[Collected data entries]
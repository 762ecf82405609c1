//! Uniswap V2 factory, used for pair discovery
use ethers::prelude::*;

abigen!(
    IUniswapV2Factory,
    r#"[
        function getPair(address tokenA, address tokenB) external view returns (address pair)
        function allPairs(uint index) external view returns (address pair)
        function allPairsLength() external view returns (uint)
    ]"#,
);
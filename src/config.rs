use config::{Config as ConfigLoader, ConfigError, File};
use ethers::types::{Address, U256};
use rust_decimal::Decimal;
use serde::{Deserialize, Serialize};
use std::env;
use std::fs;
use std::path::PathBuf;
use std::str::FromStr;
use std::time::Duration;

use crate::error::Error;

/// Key of the default network section in `config/network.toml`
pub const DEFAULT_NETWORK: &str = "tempo-testnet";

/// Fixed delays and intervals used by the client
pub mod timing {
    use super::Duration;

    /// Quote requests fire this long after the last amount edit
    pub const QUOTE_DEBOUNCE: Duration = Duration::from_millis(400);
    /// Successful swap/liquidity progress stays visible this long
    pub const SUCCESS_DISPLAY: Duration = Duration::from_secs(3);
    /// Per-token mint statuses stay visible this long
    pub const MINT_STATUS_DISPLAY: Duration = Duration::from_secs(10);
    /// Block number refresh while on the right chain
    pub const BLOCK_REFRESH: Duration = Duration::from_secs(15);
    /// Transaction history refresh
    pub const HISTORY_REFRESH: Duration = Duration::from_secs(30);
    /// Router deadline offset in seconds
    pub const DEADLINE_SECS: u64 = 600;
}

/// Network constants loaded from configuration
#[derive(Debug, Clone, PartialEq, Serialize, Deserialize)]
pub struct NetworkConstants {
    /// Display name (used when registering the chain with a wallet)
    pub network_name: String,
    /// EVM chain id
    pub chain_id: u64,
    /// Default RPC endpoint
    pub rpc_url: String,
    /// Block explorer base URL
    pub explorer_url: String,
    /// Native currency name
    pub native_currency_name: String,
    /// Native currency symbol
    pub native_symbol: String,
    /// Native currency decimals
    pub native_decimals: u8,
}

impl Default for NetworkConstants {
    fn default() -> Self {
        Self {
            network_name: "Tempo Testnet (Andantino)".to_string(),
            chain_id: 42429,
            rpc_url: "https://rpc.testnet.tempo.xyz".to_string(),
            explorer_url: "https://explore.tempo.xyz".to_string(),
            native_currency_name: "ETH".to_string(),
            native_symbol: "ETH".to_string(),
            native_decimals: 18,
        }
    }
}

impl NetworkConstants {
    /// Load network constants from `$TEMPO_CONFIG_DIR/network.toml`
    pub fn load(network: &str) -> Result<Self, ConfigError> {
        let settings = ConfigLoader::builder()
            .add_source(File::with_name(&format!("{}/network", config_dir())))
            .build()?;

        settings.get::<NetworkConstants>(network)
    }

    /// Explorer link for a transaction
    pub fn tx_url(&self, tx_hash: &str) -> String {
        format!("{}/tx/{}", self.explorer_url.trim_end_matches('/'), tx_hash)
    }

    /// Explorer link for an account
    pub fn address_url(&self, address: &str) -> String {
        format!(
            "{}/address/{}",
            self.explorer_url.trim_end_matches('/'),
            address
        )
    }
}

/// Core DEX contract addresses
#[derive(Debug, Clone, PartialEq, Serialize, Deserialize)]
pub struct ContractAddresses {
    /// Uniswap V2 style router
    pub router: Address,
    /// Pair factory
    pub factory: Address,
}

impl Default for ContractAddresses {
    fn default() -> Self {
        Self {
            router: parse_address("0xa9eA686C102327d7718838092380f437Ecc60576"),
            factory: parse_address("0x7CbBf39f4444913a38098414402D79041E8c055C"),
        }
    }
}

/// Token information
#[derive(Debug, Clone, PartialEq, Serialize, Deserialize)]
pub struct TokenInfo {
    /// Stable key used in config and balance maps (e.g. `TmEth`)
    pub key: String,
    /// Token symbol
    pub symbol: String,
    /// Token name
    pub name: String,
    /// Contract address
    pub address: Address,
    /// Token decimals
    pub decimals: u8,
    /// Faucet mint amount in base units (decimal string)
    pub mint_amount: String,
}

impl TokenInfo {
    pub fn new(
        key: &str,
        symbol: &str,
        name: &str,
        address: &str,
        decimals: u8,
        mint_amount: &str,
    ) -> Self {
        Self {
            key: key.to_string(),
            symbol: symbol.to_string(),
            name: name.to_string(),
            address: parse_address(address),
            decimals,
            mint_amount: mint_amount.to_string(),
        }
    }

    /// Faucet amount in base units
    pub fn mint_amount_raw(&self) -> Result<U256, Error> {
        U256::from_dec_str(&self.mint_amount).map_err(|e| {
            Error::Config(format!("Invalid mint amount for {}: {}", self.key, e))
        })
    }
}

/// Ordered list of known tokens
#[derive(Debug, Clone, PartialEq, Serialize, Deserialize)]
#[serde(transparent)]
pub struct TokenList(Vec<TokenInfo>);

impl TokenList {
    pub fn new(tokens: Vec<TokenInfo>) -> Self {
        Self(tokens)
    }

    /// Look a token up by key or symbol (case-insensitive)
    pub fn get(&self, key_or_symbol: &str) -> Option<&TokenInfo> {
        self.0.iter().find(|t| {
            t.key.eq_ignore_ascii_case(key_or_symbol) || t.symbol.eq_ignore_ascii_case(key_or_symbol)
        })
    }

    /// Like `get` but reports unknown tokens as an error
    pub fn require(&self, key_or_symbol: &str) -> Result<&TokenInfo, Error> {
        self.get(key_or_symbol)
            .ok_or_else(|| Error::InvalidInput(format!("Unknown token: {}", key_or_symbol)))
    }

    pub fn by_address(&self, address: Address) -> Option<&TokenInfo> {
        self.0.iter().find(|t| t.address == address)
    }

    pub fn iter(&self) -> impl Iterator<Item = &TokenInfo> {
        self.0.iter()
    }

    pub fn len(&self) -> usize {
        self.0.len()
    }

    pub fn is_empty(&self) -> bool {
        self.0.is_empty()
    }
}

impl Default for TokenList {
    fn default() -> Self {
        Self(vec![
            TokenInfo::new(
                "OmUsd",
                "OMUSD",
                "Omni USD",
                "0xBF14175907a7E64DDB8e0C5534bF7A4b1A02f18F",
                18,
                "1000000000000000000000",
            ),
            TokenInfo::new(
                "TmEth",
                "TMETH",
                "Tempo ETH",
                "0xb9b6D36e1B31525d8EE24A2d8Ea4E29aaEdAE9Ec",
                18,
                "1000000000000000000000",
            ),
            TokenInfo::new(
                "TmUsdt",
                "TMUSDT",
                "Tempo USDT",
                "0x42C110818e147CC666E1A304Fc4CAef2892c27C7",
                6,
                "1000000000",
            ),
            TokenInfo::new(
                "TmUsdc",
                "TMUSDC",
                "Tempo USDC",
                "0x1407d60809844C404Db6D4ceFbC99DCC875baB90",
                6,
                "1000000000",
            ),
            TokenInfo::new(
                "TmBtc",
                "TMBTC",
                "Tempo BTC",
                "0xbd897d13EF8976096E344C460049A5AFc3EDd75b",
                8,
                "100000000000",
            ),
        ])
    }
}

/// Network configuration for TempoDEX
#[derive(Debug, Clone, Default, PartialEq, Serialize, Deserialize)]
pub struct TempoNetworkConfig {
    /// Chain parameters
    pub constants: NetworkConstants,
    /// Router and factory
    pub contracts: ContractAddresses,
    /// Known tokens
    pub tokens: TokenList,
}

impl TempoNetworkConfig {
    /// Create a new network config from network constants with the default
    /// contracts and tokens
    pub fn from_constants(constants: &NetworkConstants) -> Self {
        Self {
            constants: constants.clone(),
            ..Default::default()
        }
    }

    /// Load a network section plus its contracts and tokens from the
    /// configuration directory
    pub fn load(network: &str) -> Result<Self, Error> {
        let constants = NetworkConstants::load(network)?;

        let settings = ConfigLoader::builder()
            .add_source(File::with_name(&format!("{}/contracts", config_dir())))
            .build()?;

        let contracts = settings.get::<ContractAddresses>(&format!("{}.contracts", network))?;
        let tokens = settings.get::<Vec<TokenInfo>>(&format!("{}.tokens", network))?;

        Ok(Self {
            constants,
            contracts,
            tokens: TokenList::new(tokens),
        })
    }

    /// Override the RPC endpoint
    pub fn with_rpc_url(mut self, rpc_url: String) -> Self {
        self.constants.rpc_url = rpc_url;
        self
    }

    pub fn with_contracts(mut self, contracts: ContractAddresses) -> Self {
        self.contracts = contracts;
        self
    }

    pub fn with_tokens(mut self, tokens: TokenList) -> Self {
        self.tokens = tokens;
        self
    }

    pub fn chain_id(&self) -> u64 {
        self.constants.chain_id
    }
}

/// Complete user configuration
#[derive(Debug, Clone, PartialEq, Serialize, Deserialize)]
pub struct Config {
    /// Default swap slippage tolerance in percent
    pub default_slippage: Decimal,
    /// Name of the keystore wallet to use
    pub active_wallet: Option<String>,
    /// Whether the user already approved account access; enables silent
    /// reconnect on startup
    #[serde(default)]
    pub authorized: bool,
    /// Active network configuration
    pub network: TempoNetworkConfig,
}

impl Default for Config {
    fn default() -> Self {
        Self::with_network(TempoNetworkConfig::default())
    }
}

impl Config {
    /// Create a new configuration with the specified network
    pub fn with_network(network: TempoNetworkConfig) -> Self {
        Self {
            default_slippage: Decimal::new(5, 1),
            active_wallet: None,
            authorized: false,
            network,
        }
    }

    /// Load configuration from a file
    pub fn load(path: &PathBuf) -> Result<Self, Error> {
        let content = fs::read_to_string(path)?;
        let config: Config = toml::from_str(&content)
            .map_err(|e| Error::Config(format!("Failed to parse config: {}", e)))?;
        Ok(config)
    }

    /// Load the file if present, otherwise fall back to defaults
    pub fn load_or_default(path: &PathBuf) -> Result<Self, Error> {
        if path.exists() {
            Self::load(path)
        } else {
            Ok(Self::default())
        }
    }

    /// Save configuration to a file
    pub fn save(&self, path: &PathBuf) -> Result<(), Error> {
        let content = toml::to_string_pretty(self)
            .map_err(|e| Error::Config(format!("Failed to serialize config: {}", e)))?;

        if let Some(parent) = path.parent() {
            fs::create_dir_all(parent)?;
        }

        fs::write(path, content)?;
        Ok(())
    }

    /// Get the default configuration file path
    pub fn default_path() -> PathBuf {
        let mut path = dirs::config_dir().unwrap_or_else(|| PathBuf::from("."));
        path.push("tempo-dex");
        path.push("config.toml");
        path
    }
}

fn config_dir() -> String {
    env::var("TEMPO_CONFIG_DIR").unwrap_or_else(|_| "config".to_string())
}

// Only used for compile-time constants above.
fn parse_address(s: &str) -> Address {
    Address::from_str(s).unwrap_or_default()
}

#[cfg(test)]
mod tests {
    use super::*;

    #[test]
    fn test_default_network_is_tempo_testnet() {
        let config = TempoNetworkConfig::default();
        assert_eq!(config.chain_id(), 42429);
        assert_eq!(config.tokens.len(), 5);
        assert_ne!(config.contracts.router, Address::zero());
        assert_ne!(config.contracts.factory, Address::zero());
    }

    #[test]
    fn test_token_lookup_by_key_symbol_and_address() {
        let tokens = TokenList::default();
        let eth = tokens.get("TmEth").unwrap();
        assert_eq!(tokens.get("tmeth").unwrap().key, "TmEth");
        assert_eq!(tokens.by_address(eth.address).unwrap().symbol, "TMETH");
        assert!(tokens.get("DOGE").is_none());
        assert!(tokens.require("DOGE").is_err());
    }

    #[test]
    fn test_mint_amounts_parse() {
        let tokens = TokenList::default();
        let btc = tokens.get("TMBTC").unwrap();
        assert_eq!(btc.mint_amount_raw().unwrap(), U256::from(100_000_000_000u64));
    }

    #[test]
    fn test_explorer_urls() {
        let network = NetworkConstants::default();
        assert_eq!(network.tx_url("0xabc"), "https://explore.tempo.xyz/tx/0xabc");
        assert_eq!(
            network.address_url("0xdef"),
            "https://explore.tempo.xyz/address/0xdef"
        );
    }

    #[test]
    fn test_config_save_and_load() {
        let dir = tempfile::tempdir().unwrap();
        let path = dir.path().join("nested").join("config.toml");

        let mut config = Config::default();
        config.active_wallet = Some("alice".to_string());
        config.authorized = true;
        config.save(&path).unwrap();

        let loaded = Config::load(&path).unwrap();
        assert_eq!(loaded, config);
    }
}
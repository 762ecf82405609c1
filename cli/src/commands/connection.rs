use clap::Args;
use colored::Colorize;
use tempo_dex_sdk::views::{format_address, NetworkGuard};
use tempo_dex_sdk::ConnectionState;

use crate::app::CliApp;
use crate::error::CliError;
use crate::utils::{print_success, print_table};

#[derive(Args, Clone)]
pub struct ConnectCommand;

impl ConnectCommand {
    pub async fn execute(self, app: &mut CliApp) -> Result<(), CliError> {
        app.connect().await?;
        let context = app.context().await?;
        let network = context.config().constants.clone();
        let guard = NetworkGuard::new(&context.network().status(), true, &network);
        if guard.visible {
            println!("{}", guard.title.red().bold());
            println!("{}", guard.description);
            println!("Run 'network switch' to continue.");
        }
        Ok(())
    }
}

#[derive(Args, Clone)]
pub struct DisconnectCommand;

impl DisconnectCommand {
    pub async fn execute(self, app: &mut CliApp) -> Result<(), CliError> {
        app.context().await?.disconnect();
        app.config.set_authorized(false);
        app.config.save()?;
        print_success("Wallet disconnected");
        Ok(())
    }
}

#[derive(Args, Clone)]
pub struct StatusCommand;

impl StatusCommand {
    pub async fn execute(self, app: &mut CliApp) -> Result<(), CliError> {
        let wallet = app.config.active_wallet().unwrap_or("-").to_string();
        let context = app.context().await?;
        let block = context.refresh_block_number().await;
        let network = context.config().constants.clone();
        let status = context.network().status();

        let connection = match context.session().state() {
            ConnectionState::Disconnected => "Disconnected".red().to_string(),
            ConnectionState::Connected => "Connected".green().to_string(),
        };
        let account = context
            .account()
            .map(format_address)
            .unwrap_or_else(|| "-".to_string());
        let chain = status
            .current_chain_id
            .map(|id| id.to_string())
            .unwrap_or_else(|| "Unknown".to_string());
        let matched = if status.is_match {
            "yes".green().to_string()
        } else {
            "no".red().to_string()
        };

        print_table(
            vec!["Field", "Value"],
            vec![
                vec!["Wallet".to_string(), wallet],
                vec!["Connection".to_string(), connection],
                vec!["Account".to_string(), account],
                vec!["Chain ID".to_string(), chain],
                vec!["On Tempo".to_string(), matched],
                vec![
                    "Block".to_string(),
                    block.map(|b| b.to_string()).unwrap_or_else(|| "-".to_string()),
                ],
            ],
        );

        let guard = NetworkGuard::new(&status, context.session().is_connected(), &network);
        if guard.visible {
            println!("\n{}", guard.title.red().bold());
            println!("{}", guard.description);
        }
        if let Some(error) = context.session().last_error() {
            println!("\nLast error: {}", error.red());
        }
        Ok(())
    }
}
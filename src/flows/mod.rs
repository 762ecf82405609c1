//! Transaction submission flows
//!
//! Every flow follows approve-then-act: a router allowance is topped up
//! (and confirmed) before the dependent router call is sent. Progress is
//! reported through a `ProgressTracker`; failures end the flow without retry.

pub mod liquidity;
pub mod mint;
pub mod swap;

pub use liquidity::{
    add_liquidity, fetch_pool, remove_liquidity, AddLiquidityRequest, PoolSnapshot,
    RemoveLiquidityRequest,
};
pub use mint::{mint_all, MintEntry, MintReport, MintStatus, MintTracker};
pub use swap::{execute_swap, SwapPlan, SwapRequest};

use ethers::types::{Address, U256};

use crate::error::Error;
use crate::gateway::DexContracts;
use crate::progress::ProgressTracker;

/// True when the router may already spend `amount` of `token`
pub(crate) async fn has_allowance(
    contracts: &dyn DexContracts,
    token: Address,
    amount: U256,
) -> Result<bool, Error> {
    let allowance = contracts
        .allowance(token, contracts.account(), contracts.router())
        .await?;
    tracing::debug!("Allowance of {:?}: {} (need {})", token, allowance, amount);
    Ok(allowance >= amount)
}

/// Approve the router for exactly `amount` and wait for confirmation
pub(crate) async fn approve_router(
    contracts: &dyn DexContracts,
    tracker: &ProgressTracker,
    step: usize,
    message: &str,
    token: Address,
    amount: U256,
) -> Result<(), Error> {
    let tx_hash = contracts.approve(token, contracts.router(), amount).await?;
    tracker.advance_with_tx(step, message, tx_hash);
    contracts.wait_for_confirmation(tx_hash).await?;
    Ok(())
}
//! Display summary of the final checklist.

use serde::Serialize;

use crate::backend::types::{ChecklistCategory, FinalChecklist};

#[derive(Debug, Clone, Copy, PartialEq, Eq, Serialize)]
#[serde(rename_all = "snake_case")]
pub enum CompletionStatus {
    Complete,
    InProgress,
    Pending,
}

impl CompletionStatus {
    pub fn from_percentage(percentage: f64) -> Self {
        if percentage >= 100.0 {
            CompletionStatus::Complete
        } else if percentage > 0.0 {
            CompletionStatus::InProgress
        } else {
            CompletionStatus::Pending
        }
    }

    pub fn label(&self) -> &'static str {
        match self {
            CompletionStatus::Complete => "complete",
            CompletionStatus::InProgress => "in_progress",
            CompletionStatus::Pending => "pending",
        }
    }
}

#[derive(Debug, Clone, PartialEq, Serialize)]
pub struct CategoryRow {
    pub name: String,
    pub completion_percentage: f64,
    pub completed_items: u32,
    pub total_items: u32,
    pub status: CompletionStatus,
}

#[derive(Debug, Clone, PartialEq, Serialize)]
pub struct ResultsSummary {
    pub completion_percentage: f64,
    pub completed_items: u32,
    pub total_items: u32,
    pub pending_items: u32,
    pub critical_items: u32,
    pub status: CompletionStatus,
    pub categories: Vec<CategoryRow>,
}

fn clamp_percentage(value: f64) -> f64 {
    if value.is_finite() {
        value.clamp(0.0, 100.0)
    } else {
        0.0
    }
}

fn category_row(category: &ChecklistCategory) -> CategoryRow {
    let completion_percentage = clamp_percentage(category.completion_percentage);
    CategoryRow {
        name: category.name.clone(),
        completion_percentage,
        completed_items: category.completed_items,
        total_items: category.total_items,
        status: CompletionStatus::from_percentage(completion_percentage),
    }
}

pub fn summarize(checklist: &FinalChecklist) -> ResultsSummary {
    let completion_percentage = clamp_percentage(checklist.overall_completion);
    ResultsSummary {
        completion_percentage,
        completed_items: checklist.completed_items,
        total_items: checklist.total_items,
        pending_items: checklist.total_items.saturating_sub(checklist.completed_items),
        critical_items: checklist.critical_items,
        status: CompletionStatus::from_percentage(completion_percentage),
        categories: checklist.categories.iter().map(category_row).collect(),
    }
}

#[cfg(test)]
mod tests {
    use super::*;
    use serde_json::json;

    #[test]
    fn test_summary_of_partial_checklist() {
        let checklist: FinalChecklist = serde_json::from_value(json!({
            "overall_completion": 62.5,
            "completed_items": 5,
            "total_items": 8,
            "critical_items": 2,
            "categories": [
                {"name": "Accesibilidad", "completion_percentage": 100.0, "completed_items": 3, "total_items": 3},
                {"name": "Protección contra incendios", "completion_percentage": 40.0, "completed_items": 2, "total_items": 5},
                {"name": "Ventilación", "completion_percentage": 0.0}
            ]
        }))
        .unwrap();

        let summary = summarize(&checklist);
        assert_eq!(summary.status, CompletionStatus::InProgress);
        assert_eq!(summary.pending_items, 3);
        assert_eq!(summary.critical_items, 2);
        let statuses: Vec<&str> = summary.categories.iter().map(|c| c.status.label()).collect();
        assert_eq!(statuses, vec!["complete", "in_progress", "pending"]);
    }

    #[test]
    fn test_status_thresholds() {
        assert_eq!(CompletionStatus::from_percentage(100.0), CompletionStatus::Complete);
        assert_eq!(CompletionStatus::from_percentage(0.1), CompletionStatus::InProgress);
        assert_eq!(CompletionStatus::from_percentage(0.0), CompletionStatus::Pending);
        assert_eq!(clamp_percentage(f64::NAN), 0.0);
        assert_eq!(clamp_percentage(140.0), 100.0);
    }
}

## Exercise details
Report each line of the data in which "CategoryRow" occurs.

## Output for this task
pub struct CategoryRow {
    pub categories: Vec<CategoryRow>,
fn category_row(category: &ChecklistCategory) -> CategoryRow {
    CategoryRow {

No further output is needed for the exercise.